Exercise
Without changing anything, output the records below.
── The data
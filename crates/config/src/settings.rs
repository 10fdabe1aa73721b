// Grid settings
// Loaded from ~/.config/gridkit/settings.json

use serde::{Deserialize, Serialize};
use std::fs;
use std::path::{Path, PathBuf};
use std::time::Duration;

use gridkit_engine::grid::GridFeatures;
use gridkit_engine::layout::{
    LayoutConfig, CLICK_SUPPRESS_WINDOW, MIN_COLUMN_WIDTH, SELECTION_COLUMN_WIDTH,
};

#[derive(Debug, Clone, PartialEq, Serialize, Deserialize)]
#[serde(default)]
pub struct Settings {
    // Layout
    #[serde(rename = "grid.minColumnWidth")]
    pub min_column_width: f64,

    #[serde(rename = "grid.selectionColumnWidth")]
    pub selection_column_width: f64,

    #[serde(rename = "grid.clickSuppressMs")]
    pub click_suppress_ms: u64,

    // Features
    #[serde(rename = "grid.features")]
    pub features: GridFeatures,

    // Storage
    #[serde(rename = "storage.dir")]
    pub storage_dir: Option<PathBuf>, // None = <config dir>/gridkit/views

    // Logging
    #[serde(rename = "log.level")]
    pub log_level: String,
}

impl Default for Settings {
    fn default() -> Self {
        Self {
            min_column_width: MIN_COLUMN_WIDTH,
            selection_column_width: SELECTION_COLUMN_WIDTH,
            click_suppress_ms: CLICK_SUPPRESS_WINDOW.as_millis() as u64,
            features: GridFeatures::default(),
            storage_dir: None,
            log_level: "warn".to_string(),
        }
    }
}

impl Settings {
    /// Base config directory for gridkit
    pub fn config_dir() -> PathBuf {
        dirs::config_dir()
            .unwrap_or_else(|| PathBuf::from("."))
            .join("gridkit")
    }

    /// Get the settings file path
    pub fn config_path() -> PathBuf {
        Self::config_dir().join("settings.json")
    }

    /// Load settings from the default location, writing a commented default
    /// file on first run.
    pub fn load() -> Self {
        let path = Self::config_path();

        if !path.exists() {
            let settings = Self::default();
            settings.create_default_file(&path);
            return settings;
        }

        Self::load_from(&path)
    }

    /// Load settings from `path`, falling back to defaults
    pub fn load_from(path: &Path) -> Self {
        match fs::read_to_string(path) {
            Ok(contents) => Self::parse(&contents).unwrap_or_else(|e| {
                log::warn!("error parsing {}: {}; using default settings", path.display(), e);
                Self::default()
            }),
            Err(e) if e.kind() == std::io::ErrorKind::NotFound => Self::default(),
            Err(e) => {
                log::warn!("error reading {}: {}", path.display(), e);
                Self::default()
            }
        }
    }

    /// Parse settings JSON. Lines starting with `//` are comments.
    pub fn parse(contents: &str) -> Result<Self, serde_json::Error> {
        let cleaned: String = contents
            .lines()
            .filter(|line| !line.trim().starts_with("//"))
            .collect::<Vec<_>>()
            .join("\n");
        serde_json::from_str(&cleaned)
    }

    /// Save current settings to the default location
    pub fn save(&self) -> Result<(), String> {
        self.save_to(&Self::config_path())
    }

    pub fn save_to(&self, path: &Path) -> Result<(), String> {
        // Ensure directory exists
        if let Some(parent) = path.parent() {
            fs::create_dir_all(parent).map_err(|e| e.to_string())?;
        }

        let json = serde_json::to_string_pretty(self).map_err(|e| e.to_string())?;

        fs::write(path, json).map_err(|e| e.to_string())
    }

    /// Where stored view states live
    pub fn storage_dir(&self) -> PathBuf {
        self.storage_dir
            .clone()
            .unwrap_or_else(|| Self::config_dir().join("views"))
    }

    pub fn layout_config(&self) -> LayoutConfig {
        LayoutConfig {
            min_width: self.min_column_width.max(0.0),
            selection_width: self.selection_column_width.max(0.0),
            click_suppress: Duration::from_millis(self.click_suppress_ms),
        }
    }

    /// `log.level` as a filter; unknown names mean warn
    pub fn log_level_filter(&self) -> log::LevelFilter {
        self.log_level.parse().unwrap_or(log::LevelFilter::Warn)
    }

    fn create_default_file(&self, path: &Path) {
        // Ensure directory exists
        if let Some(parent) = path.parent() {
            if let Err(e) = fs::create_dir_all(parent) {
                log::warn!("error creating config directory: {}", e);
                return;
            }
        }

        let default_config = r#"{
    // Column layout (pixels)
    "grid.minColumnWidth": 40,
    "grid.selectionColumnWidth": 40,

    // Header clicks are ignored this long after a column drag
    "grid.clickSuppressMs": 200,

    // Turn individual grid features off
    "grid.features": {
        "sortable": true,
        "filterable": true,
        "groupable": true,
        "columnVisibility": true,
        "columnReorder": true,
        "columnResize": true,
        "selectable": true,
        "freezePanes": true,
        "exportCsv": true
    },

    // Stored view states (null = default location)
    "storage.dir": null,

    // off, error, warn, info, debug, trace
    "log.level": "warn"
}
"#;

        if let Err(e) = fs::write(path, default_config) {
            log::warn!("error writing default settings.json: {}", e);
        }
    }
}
────
Completed task
filename crates/config/src/settings.rs
repository 10fdabe1aa73721b
// Grid settings
// Loaded from ~/.config/gridkit/settings.json

use serde::{Deserialize, Serialize};
use std::fs;
use std::path::{Path, PathBuf};
use std::time::Duration;

use gridkit_engine::grid::GridFeatures;
use gridkit_engine::layout::{
    LayoutConfig, CLICK_SUPPRESS_WINDOW, MIN_COLUMN_WIDTH, SELECTION_COLUMN_WIDTH,
};

#[derive(Debug, Clone, PartialEq, Serialize, Deserialize)]
#[serde(default)]
pub struct Settings {
    // Layout
    #[serde(rename = "grid.minColumnWidth")]
    pub min_column_width: f64,

    #[serde(rename = "grid.selectionColumnWidth")]
    pub selection_column_width: f64,

    #[serde(rename = "grid.clickSuppressMs")]
    pub click_suppress_ms: u64,

    // Features
    #[serde(rename = "grid.features")]
    pub features: GridFeatures,

    // Storage
    #[serde(rename = "storage.dir")]
    pub storage_dir: Option<PathBuf>, // None = <config dir>/gridkit/views

    // Logging
    #[serde(rename = "log.level")]
    pub log_level: String,
}

impl Default for Settings {
    fn default() -> Self {
        Self {
            min_column_width: MIN_COLUMN_WIDTH,
            selection_column_width: SELECTION_COLUMN_WIDTH,
            click_suppress_ms: CLICK_SUPPRESS_WINDOW.as_millis() as u64,
            features: GridFeatures::default(),
            storage_dir: None,
            log_level: "warn".to_string(),
        }
    }
}

impl Settings {
    /// Base config directory for gridkit
    pub fn config_dir() -> PathBuf {
        dirs::config_dir()
            .unwrap_or_else(|| PathBuf::from("."))
            .join("gridkit")
    }

    /// Get the settings file path
    pub fn config_path() -> PathBuf {
        Self::config_dir().join("settings.json")
    }

    /// Load settings from the default location, writing a commented default
    /// file on first run.
    pub fn load() -> Self {
        let path = Self::config_path();

        if !path.exists() {
            let settings = Self::default();
            settings.create_default_file(&path);
            return settings;
        }

        Self::load_from(&path)
    }

    /// Load settings from `path`, falling back to defaults
    pub fn load_from(path: &Path) -> Self {
        match fs::read_to_string(path) {
            Ok(contents) => Self::parse(&contents).unwrap_or_else(|e| {
                log::warn!("error parsing {}: {}; using default settings", path.display(), e);
                Self::default()
            }),
            Err(e) if e.kind() == std::io::ErrorKind::NotFound => Self::default(),
            Err(e) => {
                log::warn!("error reading {}: {}", path.display(), e);
                Self::default()
            }
        }
    }

    /// Parse settings JSON. Lines starting with `//` are comments.
    pub fn parse(contents: &str) -> Result<Self, serde_json::Error> {
        let cleaned: String = contents
            .lines()
            .filter(|line| !line.trim().starts_with("//"))
            .collect::<Vec<_>>()
            .join("\n");
        serde_json::from_str(&cleaned)
    }

    /// Save current settings to the default location
    pub fn save(&self) -> Result<(), String> {
        self.save_to(&Self::config_path())
    }

    pub fn save_to(&self, path: &Path) -> Result<(), String> {
        // Ensure directory exists
        if let Some(parent) = path.parent() {
            fs::create_dir_all(parent).map_err(|e| e.to_string())?;
        }

        let json = serde_json::to_string_pretty(self).map_err(|e| e.to_string())?;

        fs::write(path, json).map_err(|e| e.to_string())
    }

    /// Where stored view states live
    pub fn storage_dir(&self) -> PathBuf {
        self.storage_dir
            .clone()
            .unwrap_or_else(|| Self::config_dir().join("views"))
    }

    pub fn layout_config(&self) -> LayoutConfig {
        LayoutConfig {
            min_width: self.min_column_width.max(0.0),
            selection_width: self.selection_column_width.max(0.0),
            click_suppress: Duration::from_millis(self.click_suppress_ms),
        }
    }

    /// `log.level` as a filter; unknown names mean warn
    pub fn log_level_filter(&self) -> log::LevelFilter {
        self.log_level.parse().unwrap_or(log::LevelFilter::Warn)
    }

    fn create_default_file(&self, path: &Path) {
        // Ensure directory exists
        if let Some(parent) = path.parent() {
            if let Err(e) = fs::create_dir_all(parent) {
                log::warn!("error creating config directory: {}", e);
                return;
            }
        }

        let default_config = r#"{
    // Column layout (pixels)
    "grid.minColumnWidth": 40,
    "grid.selectionColumnWidth": 40,

    // Header clicks are ignored this long after a column drag
    "grid.clickSuppressMs": 200,

    // Turn individual grid features off
    "grid.features": {
        "sortable": true,
        "filterable": true,
        "groupable": true,
        "columnVisibility": true,
        "columnReorder": true,
        "columnResize": true,
        "selectable": true,
        "freezePanes": true,
        "exportCsv": true
    },

    // Stored view states (null = default location)
    "storage.dir": null,

    // off, error, warn, info, debug, trace
    "log.level": "warn"
}
"#;

        if let Err(e) = fs::write(path, default_config) {
            log::warn!("error writing default settings.json: {}", e);
        }
    }
}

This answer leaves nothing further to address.